Sponsored by HUMAN Speakers Cruise Control RETURN

. . . or not? Fixing it on most Audis . . .

Does your cruise control not work anymore? Do you ever remember it working? Does it sometimes work, but then disengage for no apparent reason? I got so used to my cruise control turning off on bumps that I actually got confused in a rental car that didn't do it!

While over the years I have fiddled and messed with it, I finally decided that I wanted it to work right, all the time, so I set aside a few hours, dug out the Bentley, and set to work. After my descriptions of the basic things to fix first follow my annotated paraphrasing of the Bentley troubleshooting instructions.

The Audi cruise control is ingenious, sort of. If your name is Rube Goldberg. It consists of several "active" and "passive" components, interlinked with various combinations of vacuum and electrical connections. These are as follows:

1. The electronic control unit, a silver box about the size of a pack of cigarettes behind the console (or dashboard), screwed to the same bracket that hold the back of the radio. Since this is out of the path of common indoor rivers it is usually ok.

2. The operating switches mounted on the turn signal stalk. Before 1985 these had four wires, but in 1985 two more were added, putting it in series with the release switches on the pedals. This enables the "coast" feature, which I detail the wiring involved in my swapping the cruise control switch file.

3. The vacuum pump under the hood, mounted under or over the sheet metal next to the brake booster.

4. The vacuum operated servo device mounted to the side of the head that actuates the throttle via an adjustable rod. It has been reported that these rods fall off every 150,000 miles and jam up the throttle mechanism, usually in heavy traffic. They shouldn't because they have a little pin that snaps in them to hold them in place - which is never there on used cars!

5. The dual switches on the brake and clutch pedal, electrical and vacuum serve to disengage the cruise control. These get filthy and stop closing the electrical circuit properly.

6. The inductive speed sensor pickup mounted in the back of the speedometer, which doesn't seem to go bad but is easy to swap out.

7. The brake light switch is peripherally bound in by the wiring that goes from the cruise system to the brake lights.

A block diagram of the system is provided in another file so it can be printed easily without all this verbiage.

The first thing to do when your cruise control starts acting up is replace all the vacuum hoses. Why do it half right? At least one is bound to be leaking, and the others probably aren't far behind, especially the portions in the engine compartment.

The pedal switches are the next target. Mine became very touchy, to the point that when driving over a bump they would deactivate the cruise control. These switches are a pain to adjust due to their location. They should be closed, i.e. read zero ohms and not leak vacuum, when the pedals are at rest. Don't screw the brake pedal one in too far or it will move the pedal slightly and cause the brake light switch to turn on the brake lights! I recently cleaned the heck out of them, while observing a meter measuring their resistance. They went from a closed reading in the 50 to 200 ohm range, which could easily open with the tiniest motion of the switch button, to a nice solid reading of below 0.5 ohms each, good for the entire last 1/16 inch or so of travel. To clean them you spray an electrical contact cleaner into them and operate them a bunch of times. I use Wurth "Contact OL", there are a few products around for this though.
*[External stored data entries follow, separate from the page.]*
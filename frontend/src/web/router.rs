//! 路由服务模块 - 核心引擎
//!
//! 封装了 web_sys 的 History API，所有对 window.history 的操作都集中在此模块。
//! 守卫逻辑在核心库 `medizap::guard` 中，这里只负责把信号接到守卫上并执行跳转。

use leptos::prelude::*;
use medizap::{AppRoute, GateDecision, Navigator, ProfileCheck, RouteGuard, SessionState, decide};
use wasm_bindgen::prelude::*;

/// 获取当前浏览器路径
fn current_path() -> String {
    web_sys::window()
        .and_then(|w| w.location().pathname().ok())
        .unwrap_or_else(|| "/".to_string())
}

/// 推送 History 状态
fn push_history_state(path: &str) {
    if let Some(window) = web_sys::window() {
        if let Ok(history) = window.history() {
            let _ = history.push_state_with_url(&JsValue::NULL, "", Some(path));
        }
    }
}

/// 替换 History 状态（用于重定向）
fn replace_history_state(path: &str) {
    if let Some(window) = web_sys::window() {
        if let Ok(history) = window.history() {
            let _ = history.replace_state_with_url(&JsValue::NULL, "", Some(path));
        }
    }
}

/// 路由器服务
///
/// 通过注入的会话与资料信号计算准入决策，与认证系统解耦。
#[derive(Clone, Copy)]
pub struct RouterService {
    current_route: RwSignal<AppRoute>,
    /// 当前路由的准入决策
    gate: Memo<GateDecision>,
}

impl RouterService {
    fn new(session: Signal<SessionState>, profile: Signal<ProfileCheck>) -> Self {
        let current_route = RwSignal::new(AppRoute::from_path(&current_path()));
        let gate = Memo::new(move |_| {
            session.with(|s| profile.with(|p| current_route.with(|r| decide(s, p, r))))
        });
        Self {
            current_route,
            gate,
        }
    }

    pub fn current_route(&self) -> RwSignal<AppRoute> {
        self.current_route
    }

    pub fn gate(&self) -> Memo<GateDecision> {
        self.gate
    }

    /// 用户发起的导航（pushState）
    pub fn navigate(&self, route: AppRoute) {
        if self.current_route.with_untracked(|r| *r == route) {
            return;
        }
        push_history_state(&route.to_path());
        self.current_route.set(route);
    }

    /// 浏览器后退/前进按钮监听
    fn init_popstate_listener(&self) {
        let current_route = self.current_route;
        let closure = Closure::<dyn Fn()>::new(move || {
            current_route.set(AppRoute::from_path(&current_path()));
        });

        if let Some(window) = web_sys::window() {
            let _ = window
                .add_event_listener_with_callback("popstate", closure.as_ref().unchecked_ref());
        }

        // 泄漏闭包以保持监听器存活
        closure.forget();
    }

    /// 会话、资料或路由任一变化时重新评估守卫
    fn setup_guard(&self, session: Signal<SessionState>, profile: Signal<ProfileCheck>) {
        let router = *self;
        let mut guard = RouteGuard::new();
        Effect::new(move |_| {
            let route = router.current_route.get();
            let mut nav = router;
            session.with(|s| profile.with(|p| guard.evaluate(s, p, &route, &mut nav)));
        });
    }
}

impl Navigator for RouterService {
    fn replace(&mut self, route: &AppRoute) {
        replace_history_state(&route.to_path());
        self.current_route.set(route.clone());
    }
}

fn provide_router(session: Signal<SessionState>, profile: Signal<ProfileCheck>) -> RouterService {
    let router = RouterService::new(session, profile);
    router.init_popstate_listener();
    router.setup_guard(session, profile);
    provide_context(router);
    router
}

/// 从 Context 获取路由服务
pub fn use_router() -> RouterService {
    use_context::<RouterService>()
        .expect("RouterService not found in context. Ensure Router is provided.")
}

// ============================================================================
// UI 组件
// ============================================================================

/// 路由器根组件
#[component]
pub fn Router(
    session: Signal<SessionState>,
    profile: Signal<ProfileCheck>,
    children: Children,
) -> impl IntoView {
    provide_router(session, profile);
    children()
}

/// 路由出口组件
///
/// 根据当前路由状态渲染对应的组件。
#[component]
pub fn RouterOutlet(
    /// 路由匹配函数：接收当前路由，返回对应视图
    matcher: fn(AppRoute) -> AnyView,
) -> impl IntoView {
    let router = use_router();

    move || {
        let current = router.current_route().get();
        matcher(current)
    }
}

/// 站内链接；`enabled` 为 false 时渲染为不可点击
#[component]
pub fn Link(
    to: AppRoute,
    #[prop(optional, into)] class: String,
    #[prop(default = Signal::stored(true), into)] enabled: Signal<bool>,
    children: Children,
) -> impl IntoView {
    let router = use_router();
    let href = to.to_path();
    let active = {
        let to = to.clone();
        Memo::new(move |_| router.current_route().with(|r| *r == to))
    };

    let on_click = move |ev: web_sys::MouseEvent| {
        ev.prevent_default();
        if enabled.get_untracked() {
            router.navigate(to.clone());
        }
    };

    let classes = move || {
        let mut classes = class.clone();
        if active.get() {
            classes.push_str(" active");
        }
        if !enabled.get() {
            classes.push_str(" pointer-events-none opacity-50");
        }
        classes
    };

    view! {
        <a
            href=href
            class=classes
            aria-disabled=move || (!enabled.get()).to_string()
            on:click=on_click
        >
            {children()}
        </a>
    }
}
You have to remove at least the cardboard cover under the dash to get at the pedal switches and associated vacuum lines. The brake light switch is the one without the vacuum line. Leave it alone. The cruise control switches are screwed into the frame that holds them, in a really cheesy way - the cast aluminum has a little steel insert that grabs the threads on the switch.

Another failure mode results from the brake light circuit. For some reason, the cruise control module runs a phantom ground through the brake light bulbs - if both are out the cruise control will not work at all. Is this a feature? Who can tell?

If replacing the vacuum lines and making sure the switches are good doesn't make your cruise control work again, you can follow the comprehensive testing procedure in the Bentley which I have condensed here to identify where your system is faulty.

(file to be completed later)

This great tidbit was posted to the list at audifans by Dan Houg on 3/23/00:

Suffering lousy cruise control, I looked at the usual split hoses, misadjusted switches, etc. It turns out a large part of the problem was weak vacuum from the pump. To fix this, I attached a length of hose onto the suction port, put the hose in a can of soapy water, and sucked the can dry by manually engaging the pump with 12v jumpers. Much salty road gunk came out from previous split hoses and the vacuum jumped from 3 inches to around 15-18!!